Dopo gli oltre 2 milioni di euro erogati nel 2016, anno particolarmente difficile a causa della crisi economica, l’anno corrente annuncia un ritorno a indici positivi per redditività ed erogazioni. È stato approvato all’unanimità lunedì 12 giugno, dal Consiglio di Indirizzo della Fondazione con sede in piazza San Martino, il bilancio della fondazione relativo all’esercizio 2016.

 

“Come già era ampiamente previsto e comunicato, il conto economico chiude, per la prima volta nella vita della Fondazione, con un disavanzo – spiega Oriano Landucci, presidente della Fondazione Banca del Monte di Lucca -. Il risultato negativo dell’attività caratteristica si è in pratica consumato nei primi 50 giorni del 2016, quando i mercati finanziari dell’intero globo, turbati anche dalla crisi dell’economia cinese, sono precipitati non risparmiando alcuna area, né alcun settore.
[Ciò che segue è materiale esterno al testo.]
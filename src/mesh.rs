use std::f64::consts::PI;
use ndarray::Array1;
use serde::{Serialize, Deserialize};
use crate::numerics::spline::CubicSpline;


/**
 * User-facing mesh description: a fixed logarithmic radial grid from the
 * inner truncation radius out to the (dimensionless) outer radius 1, with
 * a rotation curve that turns over from an inner power law to flat.
 */
#[derive(Clone, Serialize, Deserialize)]
#[serde(deny_unknown_fields)]
pub struct Mesh {

    /// Number of radial cells
    pub num_cells: usize,

    /// Inner truncation radius, in units of the outer radius
    pub x_min: f64,

    /// Power-law index of the rotation curve inside the turnover radius
    #[serde(default)]
    pub inner_power_law: f64,

    /// Turnover radius of the rotation curve (dimensionless); zero or
    /// negative means a flat curve everywhere
    #[serde(default)]
    pub turnover_radius: f64,

    /// Sharpness of the power-law-to-flat transition
    #[serde(default = "Mesh::default_softening")]
    pub softening: f64,

    /// Subcell refinement factor for the stellar drift integration
    #[serde(default = "Mesh::default_refine")]
    pub refine: usize,
}


/**
 * The immutable per-cell geometry: radii, rotation curve, potential, cell
 * widths, and the derived logarithmic-stencil factors used by every finite
 * difference in the code.
 */
pub struct MeshGeometry {
    pub nx: usize,
    pub x: Array1<f64>,
    pub u: Array1<f64>,
    pub beta: Array1<f64>,
    pub betap: Array1<f64>,
    pub psi: Array1<f64>,
    pub dx: Array1<f64>,
    pub dlnx: f64,
    pub x_min: f64,
    pub refine: usize,

    // d = exp(dlnx) and friends; these appear in every stencil
    pub d: f64,
    pub dm1: f64,    // d - 1
    pub dmm1: f64,   // 1 - 1/d
    pub dmdinv: f64, // d - 1/d
    pub sqd: f64,    // sqrt(d)

    inner_power_law: f64,
    turnover_radius: f64,
    softening: f64,
    psi_spline: CubicSpline,
}


// ============================================================================
impl Mesh {

    fn default_softening() -> f64 {
        2.0
    }

    fn default_refine() -> usize {
        2
    }

    pub fn validate(&self) -> anyhow::Result<()> {
        if self.num_cells < 8 {
            anyhow::bail!("num_cells must be at least 8")
        }
        if !(self.x_min > 0.0 && self.x_min < 1.0) {
            anyhow::bail!("x_min must lie in (0, 1)")
        }
        if self.inner_power_law < 0.0 || self.inner_power_law > 1.0 {
            anyhow::bail!("inner_power_law must lie in [0, 1]")
        }
        if self.softening <= 0.0 {
            anyhow::bail!("softening must be positive")
        }
        if self.refine == 0 {
            anyhow::bail!("refine must be at least 1")
        }
        Ok(())
    }

    pub fn geometry(&self) -> MeshGeometry {
        let nx = self.num_cells;
        let dlnx = -self.x_min.ln() / (nx - 1) as f64;

        let x = Array1::from_iter((0..nx).map(|i| self.x_min * (dlnx * i as f64).exp()));
        let u = x.mapv(|xi| self.u_of(xi));
        let beta = x.mapv(|xi| self.beta_of(xi));
        let betap = x.mapv(|xi| self.betap_of(xi));
        let dx = &x * dlnx;

        // Integrate the potential psi(x) = int u^2 / x dx once at high
        // resolution, then keep it as a spline so subcell lookups during
        // the stellar drift integration stay cheap.
        let nfine = 32 * nx;
        let dlnf = -self.x_min.ln() / (nfine - 1) as f64;
        let mut xs = Vec::with_capacity(nfine);
        let mut ps = Vec::with_capacity(nfine);
        let mut acc = 0.0;
        let mut x_prev = self.x_min;
        let mut f_prev = self.u_of(x_prev).powi(2) / x_prev;
        xs.push(x_prev);
        ps.push(0.0);
        for i in 1..nfine {
            let xi = self.x_min * (dlnf * i as f64).exp();
            let fi = self.u_of(xi).powi(2) / xi;
            acc += 0.5 * (fi + f_prev) * (xi - x_prev);
            xs.push(xi);
            ps.push(acc);
            x_prev = xi;
            f_prev = fi;
        }
        // shift so psi = 0 at the outer radius
        let psi_outer = ps[nfine - 1];
        for p in ps.iter_mut() {
            *p -= psi_outer;
        }
        let psi_spline = CubicSpline::new(xs, ps);
        let psi = x.mapv(|xi| psi_spline.eval(xi));

        let d = dlnx.exp();
        MeshGeometry {
            nx,
            x,
            u,
            beta,
            betap,
            psi,
            dx,
            dlnx,
            x_min: self.x_min,
            refine: self.refine,
            d,
            dm1: dlnx.exp_m1(),
            dmm1: -(-dlnx).exp_m1(),
            dmdinv: (2.0 * dlnx).exp_m1() / dlnx.exp(),
            sqd: (dlnx / 2.0).exp(),
            inner_power_law: self.inner_power_law,
            turnover_radius: self.turnover_radius,
            softening: self.softening,
            psi_spline,
        }
    }

    fn u_of(&self, x: f64) -> f64 {
        let n = self.inner_power_law;
        let b = self.turnover_radius;
        if n == 0.0 || b <= 0.0 {
            return 1.0;
        }
        let s = self.softening;
        let w = (x / b).powf(n * s);
        (x / b).powf(n) / (1.0 + w).powf(1.0 / s)
    }

    fn beta_of(&self, x: f64) -> f64 {
        let n = self.inner_power_law;
        let b = self.turnover_radius;
        if n == 0.0 || b <= 0.0 {
            return 0.0;
        }
        let w = (x / b).powf(n * self.softening);
        n / (1.0 + w)
    }

    fn betap_of(&self, x: f64) -> f64 {
        let n = self.inner_power_law;
        let b = self.turnover_radius;
        if n == 0.0 || b <= 0.0 {
            return 0.0;
        }
        let s = self.softening;
        let w = (x / b).powf(n * s);
        -n * n * s * w / (x * (1.0 + w) * (1.0 + w))
    }
}


// ============================================================================
impl MeshGeometry {

    /// Radius at a continuous cell coordinate (0.0 is the innermost cell)
    pub fn x_at(&self, cell: f64) -> f64 {
        self.x_min * (self.dlnx * cell).exp()
    }

    pub fn u_at(&self, x: f64) -> f64 {
        let n = self.inner_power_law;
        let b = self.turnover_radius;
        if n == 0.0 || b <= 0.0 {
            return 1.0;
        }
        let s = self.softening;
        let w = (x / b).powf(n * s);
        (x / b).powf(n) / (1.0 + w).powf(1.0 / s)
    }

    pub fn beta_at(&self, x: f64) -> f64 {
        let n = self.inner_power_law;
        let b = self.turnover_radius;
        if n == 0.0 || b <= 0.0 {
            return 0.0;
        }
        let w = (x / b).powf(n * self.softening);
        n / (1.0 + w)
    }

    pub fn psi_at(&self, x: f64) -> f64 {
        self.psi_spline.eval(x)
    }

    /// Orbital period at the innermost cell
    pub fn inner_orbital_time(&self) -> f64 {
        2.0 * PI * self.x[0] / self.u[0]
    }

    /// Central difference of a per-cell quantity, one-sided at the ends
    pub fn ddx(&self, v: &Array1<f64>, i: usize) -> f64 {
        let n = self.nx;
        if i == 0 {
            (v[1] - v[0]) / (self.x[1] - self.x[0])
        } else if i == n - 1 {
            (v[n - 1] - v[n - 2]) / (self.x[n - 1] - self.x[n - 2])
        } else {
            (v[i + 1] - v[i - 1]) / (self.x[i + 1] - self.x[i - 1])
        }
    }
}


// ============================================================================
#[cfg(test)]
mod tests {
    use super::*;

    fn flat(nx: usize) -> MeshGeometry {
        Mesh {
            num_cells: nx,
            x_min: 0.01,
            inner_power_law: 0.0,
            turnover_radius: 0.0,
            softening: 2.0,
            refine: 2,
        }
        .geometry()
    }

    #[test]
    fn grid_spans_xmin_to_one() {
        let g = flat(200);
        assert!((g.x[0] - 0.01).abs() < 1e-14);
        assert!((g.x[199] - 1.0).abs() < 1e-12);
        // uniform logarithmic spacing
        let r0 = g.x[1] / g.x[0];
        let r1 = g.x[150] / g.x[149];
        assert!((r0 - r1).abs() < 1e-12);
        assert!((r0 - g.d).abs() < 1e-12);
    }

    #[test]
    fn stencil_factors_are_consistent() {
        let g = flat(100);
        assert!((g.dm1 - (g.d - 1.0)).abs() < 1e-14);
        assert!((g.dmm1 - (1.0 - 1.0 / g.d)).abs() < 1e-14);
        assert!((g.dmdinv - (g.d - 1.0 / g.d)).abs() < 1e-14);
        assert!((g.sqd * g.sqd - g.d).abs() < 1e-14);
    }

    #[test]
    fn flat_curve_potential_is_logarithmic() {
        let g = flat(120);
        for &i in &[0usize, 30, 60, 119] {
            assert!((g.psi[i] - g.x[i].ln()).abs() < 1e-4, "psi({}) = {}", g.x[i], g.psi[i]);
        }
    }

    #[test]
    fn turnover_curve_rises_then_flattens() {
        let g = Mesh {
            num_cells: 150,
            x_min: 0.005,
            inner_power_law: 0.5,
            turnover_radius: 0.05,
            softening: 2.0,
            refine: 2,
        }
        .geometry();
        assert!(g.u[0] < 0.5);
        assert!((g.u[149] - 1.0).abs() < 0.05);
        // beta falls from its inner value toward zero
        assert!(g.beta[0] > 0.4);
        assert!(g.beta[149] < 0.01);
        // betap is the radial derivative of beta
        let i = 75;
        let num = (g.beta[i + 1] - g.beta[i - 1]) / (g.x[i + 1] - g.x[i - 1]);
        assert!((num - g.betap[i]).abs() < 0.05 * num.abs().max(1e-3));
    }

    #[test]
    fn continuous_coordinates_agree_with_the_grid() {
        let g = flat(80);
        for &i in &[0usize, 17, 79] {
            assert!((g.x_at(i as f64) - g.x[i]).abs() < 1e-13);
        }
    }
}
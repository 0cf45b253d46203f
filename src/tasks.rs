use std::time::Instant;
use serde::{Serialize, Deserialize};




/**
 * A task, or side-effect, such as reporting or data output
 */
#[derive(Clone, Serialize, Deserialize)]
pub struct RecurringTask {

    /// The number of times this task has been performed
    pub count: usize,

    /// The next simulation time at which this task is set to be performed
    pub next_time: f64,

    /// The last clock time when this task was performed
    #[serde(skip, default = "Instant::now")]
    pub last_performed: Instant,
}




/**
 * All the tasks that are used in this application
 */
#[derive(Clone, Serialize, Deserialize)]
pub struct Tasks {

    /// Append a record of the radial profiles and the global time series
    pub write_radial: RecurringTask,

    /// Append a record of the stellar population profiles
    pub write_stars: RecurringTask,

    /// Print the loop message
    pub iteration_message: RecurringTask,
}




// ============================================================================
impl RecurringTask
{

    /**
     * Create a fresh recurring task which is first due at t = 0.0.
     */
    pub fn new() -> Self {
        Self {
            count: 0,
            next_time: 0.0,
            last_performed: Instant::now(),
        }
    }

    /**
     * Mark the task as having just been performed, and schedule it to happen
     * again after the given time interval. Return the length of WALL time that
     * elapsed since the task was last performed.
     */
    pub fn advance(&mut self, interval: f64) -> f64 {
        let seconds = self.last_performed.elapsed().as_secs_f64();
        self.count += 1;
        self.next_time += interval;
        self.last_performed = Instant::now();
        seconds
    }
}

impl Default for RecurringTask {
    fn default() -> Self {
        Self::new()
    }
}




// ============================================================================
impl Tasks
{
    pub fn new() -> Self {
        Self {
            write_radial: RecurringTask::new(),
            write_stars: RecurringTask::new(),
            iteration_message: RecurringTask::new(),
        }
    }
}

impl Default for Tasks {
    fn default() -> Self {
        Self::new()
    }
}




// ============================================================================
#[cfg(test)]
mod tests {
    use super::*;

    #[test]
    fn advancing_moves_the_next_due_time() {
        let mut task = RecurringTask::new();
        assert_eq!(task.next_time, 0.0);
        task.advance(0.5);
        task.advance(0.5);
        assert_eq!(task.count, 2);
        assert!((task.next_time - 1.0).abs() < 1e-14);
    }
}
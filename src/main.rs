use spindle::*;
use app::{App, Configuration};
use models::{disk_from_initializer, InitialModel};
use stepper::Status;




// ============================================================================
/**
 * Relax the gas before the production run: star formation off, spiral
 * heating frozen, passive migration off. The converged state is persisted
 * as an Initializer and the production disk starts from it.
 */
fn warm_up(config: &Configuration, run_base: &str) -> anyhow::Result<state::Disk> {
    let (setup, params) = config.setup()?;

    let mut warm_params = params.clone();
    warm_params.eps_ff = 0.0;
    warm_params.tau_heat = 1.0e30;
    warm_params.migrate_passive = false;

    let warm_disk = config.model.build(warm_params, &setup)?;
    let (warm_disk, status) =
        stepper::run(warm_disk, &setup, &config.control.warmup_options(), &format!("{}_icgen", run_base))?;
    if !status.converged {
        anyhow::bail!(
            "initial condition generator failed to converge after {} steps (t = {})",
            status.step,
            status.time
        );
    }
    println!("\twarm-up converged after {} steps", status.step);

    let init = warm_disk.store();
    let file = std::fs::File::create(format!("{}_initializer.yaml", run_base))?;
    serde_yaml::to_writer(file, &init)?;

    disk_from_initializer(&init, params, &setup, config.model.resume_fixed_phi0())
}


fn run(config: &Configuration, run_base: &str) -> anyhow::Result<Status> {
    let (setup, params) = config.setup()?;

    let disk = if config.control.warmup {
        warm_up(config, run_base)?
    } else {
        config.model.build(params, &setup)?
    };

    let (_, status) = stepper::run(disk, &setup, &config.control.run_options(), run_base)?;
    Ok(status)
}




// ============================================================================
fn main() -> anyhow::Result<()> {

    let input = match std::env::args().nth(1) {
        None => {
            let names: Vec<_> = App::presets().iter().map(|(k, _)| *k).collect();
            anyhow::bail!("no input file given (presets: {})", names.join(", "))
        }
        Some(input) => input,
    };
    let outdir = io::parent_directory(&input);

    println!();
    println!("\t{}", app::DESCRIPTION);
    println!("\t{}", app::VERSION);
    println!();
    println!("\tinput file ........ {}", input);
    println!("\toutput directory .. {}", outdir);

    let App { config, .. } = App::from_preset_or_file(&input)?.validate()?;

    for line in serde_yaml::to_string(&config)?.split('\n').skip(1) {
        println!("\t{}", line);
    }
    println!();

    let run_base = format!("{}/{}", outdir, config.control.run_name);

    match run(&config, &run_base) {
        Ok(status) => {
            println!(
                "\tfinished: {} steps, t = {:.4}, z = {:.4}",
                status.step, status.time, status.z
            );
            Ok(())
        }
        Err(e) => {
            let _ = io::write_stde(&run_base, &format!("{:#}", e));
            Err(e)
        }
    }
}
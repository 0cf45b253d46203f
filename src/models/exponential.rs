use serde::{Serialize, Deserialize};
use std::f64::consts::PI;
use crate::dimensions::{CM_PER_KPC, MSOL, Z_SOL_FE, Z_SOL_O};
use crate::models::{finalize, InitialModel};
use crate::stability::enforce_fixed_q;
use crate::stars::{old_ith_bin, young_ith_bin, StellarPop};
use crate::state::{Disk, DiskParams};
use crate::stepper::Setup;


/**
 * Exponential stellar disk with a user-set dispersion: the stellar surface
 * density follows exp(-x/x_d) with its normalization set by the halo mass
 * and the cooled baryon fraction, and the gas relaxes around it. Where the
 * requested dispersion would leave Q_* below Q_lim, the stars are heated
 * (never lightened) from the minimum outward and monotonized toward the
 * center.
 */
#[derive(Clone, Serialize, Deserialize)]
#[serde(deny_unknown_fields)]
pub struct ExponentialDisk {

    /// Fraction of the halo baryons that have cooled into the disk
    pub fcool: f64,

    /// Initial gas fraction
    pub fg0: f64,

    /// Initial stellar velocity dispersion [vphiR]
    pub sig_st0: f64,

    /// Stellar scale length [kpc]
    pub scale_length_kpc: f64,
}


// ============================================================================
impl InitialModel for ExponentialDisk {

    fn validate(&self) -> anyhow::Result<()> {
        if !(self.fcool > 0.0 && self.fcool <= 1.0) {
            anyhow::bail!("fcool must lie in (0, 1]")
        }
        if !(self.fg0 > 0.0 && self.fg0 < 1.0) {
            anyhow::bail!("fg0 must lie in (0, 1) for an exponential stellar disk")
        }
        if self.sig_st0 <= 0.0 {
            anyhow::bail!("sig_st0 must be positive")
        }
        if self.scale_length_kpc <= 0.0 {
            anyhow::bail!("scale_length_kpc must be positive")
        }
        Ok(())
    }

    fn build(&self, params: DiskParams, setup: &Setup) -> anyhow::Result<Disk> {
        let geom = &setup.geom;
        let dims = &setup.dims;
        let nx = geom.nx;
        let chi = dims.chi();
        let lbt_start = setup.cosmic.lbt_start();
        let z_start = setup.cosmic.z_start();

        let mut disk = Disk::new(params, nx);
        let p = disk.params.clone();

        let mut active = StellarPop::new(
            nx,
            young_ith_bin(0, lbt_start, p.n_active),
            old_ith_bin(0, lbt_start, p.n_active),
        );
        active.age_at_z0 = lbt_start;

        let qst_of = |i: usize, col_st: f64, sig_st: f64| {
            (2.0 * (geom.beta[i] + 1.0)).sqrt() * geom.u[i] * sig_st
                / (col_st * PI * geom.x[i] * chi)
        };

        let mh_zs = setup.accretion.mh_of_z(z_start);
        let xd = self.scale_length_kpc * CM_PER_KPC / dims.radius;
        let s0 = 0.18 * self.fcool * (1.0 - self.fg0) * mh_zs * MSOL / dims.mdot_ext0
            * dims.vphi_r
            / (2.0 * PI * dims.radius)
            * (1.0 / (xd * xd));

        let z_o = 0.1 * Z_SOL_O;
        let z_fe = 0.1 * Z_SOL_FE;
        let mut low_qst = false;
        let mut max_sig = 0.0;
        let mut max_sig_cell = 0;
        for i in 0..nx {
            disk.z_o[i] = z_o;
            disk.z_fe[i] = z_fe;

            active.col[i] = s0 * (-geom.x[i] / xd).exp();
            active.sig_r[i] = self.sig_st0.max(p.min_sig_st);
            // heat (never lighten) the stars wherever the request leaves
            // them below Q_lim
            if qst_of(i, active.col[i], active.sig_r[i]) < p.q_lim {
                low_qst = true;
                active.sig_r[i] = (p.q_lim * PI * geom.x[i] * active.col[i] * chi
                    / ((2.0 * (geom.beta[i] + 1.0)).sqrt() * geom.u[i]))
                    .max(p.min_sig_st);
            }
            if active.sig_r[i] > max_sig {
                max_sig = active.sig_r[i];
                max_sig_cell = i;
            }
            active.z_o[i] = z_o;
            active.z_fe[i] = z_fe;

            disk.sig[i] = (chi / (p.eta * self.fg0)).powf(1.0 / 3.0) / 2.0_f64.sqrt();
            disk.col[i] = ((p.thickness / p.fixed_q) * geom.u[i]
                * (2.0 * (geom.beta[i] + 1.0)).sqrt()
                / (PI * chi * geom.x[i])
                - active.col[i] / active.sig_r[i])
                * disk.sig[i];

            if disk.col[i] < 0.0
                || disk.sig[i] < 0.0
                || active.col[i] < 0.0
                || active.sig_r[i] < 0.0
                || !disk.col[i].is_finite()
                || !disk.sig[i].is_finite()
                || !active.col[i].is_finite()
                || !active.sig_r[i].is_finite()
            {
                anyhow::bail!(
                    "non-physical initial state at cell {}: col={} sig={} col_st={} sig_st={} Q_st={}",
                    i,
                    disk.col[i],
                    disk.sig[i],
                    active.col[i],
                    active.sig_r[i],
                    qst_of(i, active.col[i], active.sig_r[i])
                );
            }
        }

        if low_qst {
            // sig_st must rise monotonically toward the center
            for i in 0..=max_sig_cell {
                if active.sig_r[i] < max_sig {
                    active.sig_r[i] = max_sig.max(p.min_sig_st);
                }
            }
        }

        let mut min_qst = f64::MAX;
        let mut min_qst_cell = 0;
        for i in 0..nx {
            let q = qst_of(i, active.col[i], active.sig_r[i]);
            if q < min_qst {
                min_qst = q;
                min_qst_cell = i;
            }
        }
        if min_qst < p.q_lim * 0.99999 {
            anyhow::bail!(
                "minimum Q_* = {} at cell {} is below Q_lim = {} after initialization",
                min_qst, min_qst_cell, p.q_lim
            );
        }
        for i in 0..=min_qst_cell {
            active.col[i] = (2.0 * (geom.beta[i] + 1.0)).sqrt() * geom.u[i] * active.sig_r[i]
                / (min_qst * PI * geom.x[i] * chi);
        }
        for i in 0..nx {
            active.sig_r[i] = (active.sig_r[i] * p.q_lim / min_qst).max(p.min_sig_st);
        }
        for i in 0..nx {
            active.sig_z[i] = active.sig_r[i];
        }

        let mut passive = active.clone();
        passive.youngest = young_ith_bin(0, lbt_start, p.n_passive);
        passive.oldest = old_ith_bin(0, lbt_start, p.n_passive);
        disk.sps_active.push(active);
        disk.sps_passive.push(passive);

        // the stellar dispersion is prescribed here, so only the gas varies
        enforce_fixed_q(&mut disk, geom, chi, false)?;

        finalize(&mut disk, setup);
        Ok(disk)
    }
}


// ============================================================================
#[cfg(test)]
mod tests {
    use super::*;
    use crate::cosmology::{AnyAccretionHistory, ConstantAccretion, Cosmology};
    use crate::dimensions::Scales;
    use crate::mesh::Mesh;
    use crate::stability;
    use crate::state::tests::test_params;

    fn setup(nx: usize) -> Setup {
        let cosmic = Cosmology { omega_m: 0.266, omega_l: 0.734, hubble: 2.29e-18, z_start: 2.0 }
            .tabulate();
        let tables =
            AnyAccretionHistory::from(ConstantAccretion { mdot_msun_yr: 2.35, mh0: 1.0e12 })
                .tabulate(&cosmic);
        let dims = Scales { radius_kpc: 20.0, vphi_per_mh12_kms: 220.0 }
            .resolve(1.0e12, tables.mdot_ext0_cgs());
        let geom = Mesh {
            num_cells: nx,
            x_min: 0.01,
            inner_power_law: 0.0,
            turnover_radius: 0.0,
            softening: 2.0,
            refine: 2,
        }
        .geometry();
        Setup { geom, dims, cosmic, accretion: tables }
    }

    fn model() -> ExponentialDisk {
        ExponentialDisk { fcool: 0.3, fg0: 0.5, sig_st0: 0.2, scale_length_kpc: 5.0 }
    }

    #[test]
    fn stellar_profile_is_exponential_with_the_requested_scale() {
        let s = setup(60);
        let disk = model().build(test_params(), &s).unwrap();
        let sp = &disk.sps_active[0];
        let xd = 5.0 * CM_PER_KPC / s.dims.radius;
        // cells well outside the rescaled region inside the Q_* minimum
        let (i, j) = (50, 55);
        let expect = ((s.geom.x[j] - s.geom.x[i]) / xd).exp();
        assert!(
            (sp.col[j] / sp.col[i] * expect - 1.0).abs() < 1e-10,
            "profile ratio {} vs e^-dx/xd {}",
            sp.col[j] / sp.col[i],
            1.0 / expect
        );
    }

    #[test]
    fn stellar_disk_is_stable_and_gas_holds_fixed_q() {
        let s = setup(60);
        let disk = model().build(test_params(), &s).unwrap();
        let chi = s.dims.chi();
        let mut min_qst = f64::MAX;
        for i in 0..60 {
            min_qst = min_qst.min(stability::q_stars(&disk, &s.geom, chi, i));
        }
        assert!(min_qst > disk.params.q_lim * (1.0 - 1.0e-5), "min Q_* = {}", min_qst);
        for i in (0..60).step_by(13) {
            let q = stability::q_romeo_wiegert(&stability::q_params(&disk, &s.geom, chi, i));
            assert!((q - disk.params.fixed_q).abs() < 1e-6, "Q[{}] = {}", i, q);
        }
        disk.check_state_vars("init").unwrap();
    }

    #[test]
    fn dispersion_is_monotone_toward_the_center_when_heated() {
        let s = setup(60);
        // a colder, heavier stellar disk forces the Q_* floor to engage
        let m = ExponentialDisk { fcool: 0.8, fg0: 0.3, sig_st0: 0.01, scale_length_kpc: 2.0 };
        match m.build(test_params(), &s) {
            Ok(disk) => {
                let sp = &disk.sps_active[0];
                let mut max_cell = 0;
                for i in 0..60 {
                    if sp.sig_r[i] > sp.sig_r[max_cell] {
                        max_cell = i;
                    }
                }
                for i in 0..max_cell {
                    assert!(
                        sp.sig_r[i] >= sp.sig_r[max_cell] * (1.0 - 1.0e-12),
                        "sig_st not monotone at cell {}",
                        i
                    );
                }
            }
            Err(e) => {
                // a configuration this extreme may legitimately leave no
                // room for the gas; the failure must say so
                let msg = e.to_string();
                assert!(msg.contains("non-physical initial state"), "unexpected error: {}", msg);
            }
        }
    }
}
Durante l’anno, in particolare nel secondo semestre, c’è stato un sensibile recupero, ma non è stato sufficiente a colmare del tutto la voragine creatasi in gennaio e febbraio. Al  risultato della gestione caratteristica (negativo per 910mila euro) si sono sommate le svalutazioni decise dagli Organi della Fondazione in fase di scritture di rettifica finali e assestamento di bilancio, che hanno riguardato essenzialmente gli investimenti finanziari immobilizzati, normalmente quotati al costo storico, e che hanno portato il disavanzo al risultato negativo e finale di 1.983.094 euro.”

 

La Fondazione Banca del Monte di Lucca, nel 2016, ha erogato sul territorio 2.162.127 euro, sostenendo 274 progetti ripartiti sui quattro settori ritenuti dal Consiglio di Indirizzo “rilevanti” (arte, attività e beni culturali; educazione, istruzione e formazione; volontariato, Filantropia e beneficienza; sviluppo locale) e su quello “ammesso” (protezione e ricerca ambientale).

 

“Per l’anno corrente – conclude Landucci – è presto fare previsioni, visto la volatilità sempre alta dei mercati finanziari e le fragilità economiche e geopolitiche ancora persistenti nel mondo. Mi permetto, tuttavia, di anticipare con soddisfazione che la semestrale 2017 sarà ben diversa da quella rilevata al 30 giugno 2016 e fa ben sperare sul ritorno della fondazione a quegli indici di redditività/patrimonio e di attività erogativa/patrimonio che le appartenevano e che nel rapporto annuale dell’Acri la ponevano abitualmente tra le prime dieci fondazioni di origine bancaria rispetto alle 88 esistenti in Italia”.